M. Marcel Proulx: Justement, dans votre plan en matière de service à la clientèle, vous abordez un point que vous intitulez: «Nombre garanti de places à l'intention des voyageurs assidus». Vous leur réservez 10 p. 100 des places d'avion disponibles pour les besoins de primes-voyages par mois. Avez-vous l'intention d'appliquer ce 10 p. 100 à peu près n'importe quand durant le mois, ou si vous prévoyez cibler trois ou quatre jours où à peu près personne ne veut voyager et...?
M. Calin Rovinescu: Non. Effectivement, on a l'intention de faire cela...
M. Marcel Proulx: Ce n'est pas très clair.
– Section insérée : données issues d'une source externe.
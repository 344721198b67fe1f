//! Layering guardrails to keep the vocabulary crate dependency-free.
//!
//! `objgen_core` holds runtime spellings and naming rules that tooling outside the emitter can reuse. This test scans
//! its `Cargo.toml` and fails if anything appears in `[dependencies]`.

#[test]
fn vocabulary_crate_has_no_dependencies() {
    let manifest = include_str!("../crates/objgen_core/Cargo.toml");
    let mut in_dependencies = false;

    for raw_line in manifest.lines() {
        let line = raw_line.trim();
        // Track when we enter/exit the `[dependencies]` table.
        if line.starts_with('[') {
            in_dependencies = line == "[dependencies]";
            continue;
        }

        if !in_dependencies || line.is_empty() || line.starts_with('#') {
            continue;
        }

        panic!("`objgen_core` must not declare dependencies, found: {line}");
    }
}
M. Calin Rovinescu: On a l'intention de faire cela pendant tout le mois, au prorata. Si on a la capacité d'augmenter les possibilités avec des produits de Skyservice, on aura encore beaucoup plus que ces 10 p. 100, en fin de compte.
M. Marcel Proulx: Merci.
[Traduction]
Je vous remercie, monsieur le président.
[Français]
Le président: Monsieur Laframboise du Bloc québécois, s'il vous plaît.
M. Mario Laframboise: Merci, monsieur le président.
J'ai parcouru rapidement votre document. Finalement, vous faites des demandes au comité. Je vois que vous demandez qu'on s'attaque à la taxe d'accise, qu'on fasse des recommandations en vue de faire économiser des sous, cette fameuse taxe que tout le monde, non seulement les transporteurs aériens mais également les citoyens, souhaiterait bien ne pas payer.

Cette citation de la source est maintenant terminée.